In what Monash University claims to be an Australian-first, a team of experts at the University has developed a piece of technology that it said will streamline safety and monitoring procedures on mining and construction sites.
The technology generates accurate, synthetic images of machinery - such as cranes, scissor lifts, bulldozers and dump trucks - which create large datasets for training deep neural networks to analyse the use of machinery on-site and in a variety of conditions.
It was developed by Dr Mehrdad Arashpour and his team of PhD students and postdoctoral researchers in Monash University’s Department of Civil Engineering.
This new method removes the need for cameras to be placed on construction machinery, Monash University said, which has time, cost and privacy implications.
The technology is currently under Australian patent review.
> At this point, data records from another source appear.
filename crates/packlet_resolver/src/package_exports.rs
use std::sync::Arc;

use serde_json::Value;

pub type PackageJsonValue = Arc<Value>;

const CONDITIONS: [&str; 3] = ["import", "require", "default"];

/// Finds the target of `subpath` (e.g. `./feature`) in the `exports` field of a package manifest.
///
/// Supports the string form (`"exports": "./index.js"`), subpath maps and conditional objects,
/// where nested conditions such as `{ "import": { "default": "./x.mjs" } }` are followed.
pub fn find_export_target<'a>(package_json: &'a Value, subpath: &str) -> Option<&'a str> {
  let exports = package_json.get("exports")?;

  match exports {
    Value::String(target) => Some(target.as_str()),
    Value::Object(map) => match map.get(subpath) {
      Some(entry) => pick_conditional_target(entry),
      None => pick_conditional_target(exports),
    },
    _ => None,
  }
}

fn pick_conditional_target(value: &Value) -> Option<&str> {
  match value {
    Value::String(target) => Some(target.as_str()),
    Value::Object(map) => {
      CONDITIONS.iter().find_map(|condition| map.get(*condition).and_then(pick_conditional_target))
    }
    _ => None,
  }
}

#[test]
fn test_find_export_target() {
  let string_form = serde_json::json!({ "exports": "./index.js" });
  assert_eq!(find_export_target(&string_form, "./anything"), Some("./index.js"));

  let subpaths = serde_json::json!({
    "exports": {
      "./feature": { "import": { "default": "./feature.mjs" }, "require": "./feature.cjs" },
      "./plain": "./plain.js",
    }
  });
  assert_eq!(find_export_target(&subpaths, "./feature"), Some("./feature.mjs"));
  assert_eq!(find_export_target(&subpaths, "./plain"), Some("./plain.js"));
  assert_eq!(find_export_target(&subpaths, "./missing"), None);

  let conditional = serde_json::json!({
    "exports": { "require": { "default": "./main.cjs" } }
  });
  assert_eq!(find_export_target(&conditional, "./other"), Some("./main.cjs"));

  let no_exports = serde_json::json!({ "main": "./index.js" });
  assert_eq!(find_export_target(&no_exports, "."), None);
}
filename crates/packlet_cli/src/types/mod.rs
pub mod platform;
The Monash University team has designed the technology to process millions of images of any type of machinery in a short amount of time, and provide detailed information on its key physical and operational features.
In other words, before using an excavator at a building site on a wet day, workers can identify all the safety features of this equipment within a digitised version of the working environment, including rain, clouds, as well as reduced light and visibility.

Over time, this technology could be expanded and used on any construction site across the world, depending on the type of machinery in operation, Monash University said.
“Operations involving heavy construction equipment are a critical component of most projects. Heavy construction equipment, vehicles and workers are often required to work closely due to spatial limitations and tight schedules, which often leads to suboptimal performance both in terms of safety and productivity,” said Dr Arashpour.
“Preparing large training datasets for specific tasks is currently a manual process, which is highly time-consuming, labour-intensive, error prone, and subject to privacy concerns.
“Our method randomises various critical features of the scene, such as equipment pose and texture, scene texture and lighting, camera location and field of view, and adds other elements to the scene such as simulated dust and occluding objects.”
Presently, safety compliance training procedures involve placing cameras on site to capture images of the machine in operation. From there, the images are labelled manually, including key points of each piece of equipment.
The generated data set is then used to train the artificial intelligence (AI) models and inferences are made regarding classification of different equipment, pose estimation and activity recognition.
The Monash-developed method uses game engine technology to generate CAD models of heavy machinery which are then accurately and automatically annotated.
Dr Arashpour and his team have so far tested several deep neural networks on the real images of the equipment. The results obtained by training deep neural networks using synthetic images are almost always as accurate as real images, he said.
“As compared to traditional data preparation pipelines, the proposed method does not require any manual annotation, which is a labour-intensive and time-consuming process,” he said.
“Furthermore, synthetically generated datasets are advantageous to manually labelled datasets as they can produce pixel-level annotations for the key points of interest. In contrast, manually annotated datasets are susceptible to human error, and monitoring the quality of annotation is also a cumbersome task.
“Our home-grown technology has the potential to modernise the building and construction industry across the world, and improve safety, quality and productivity.”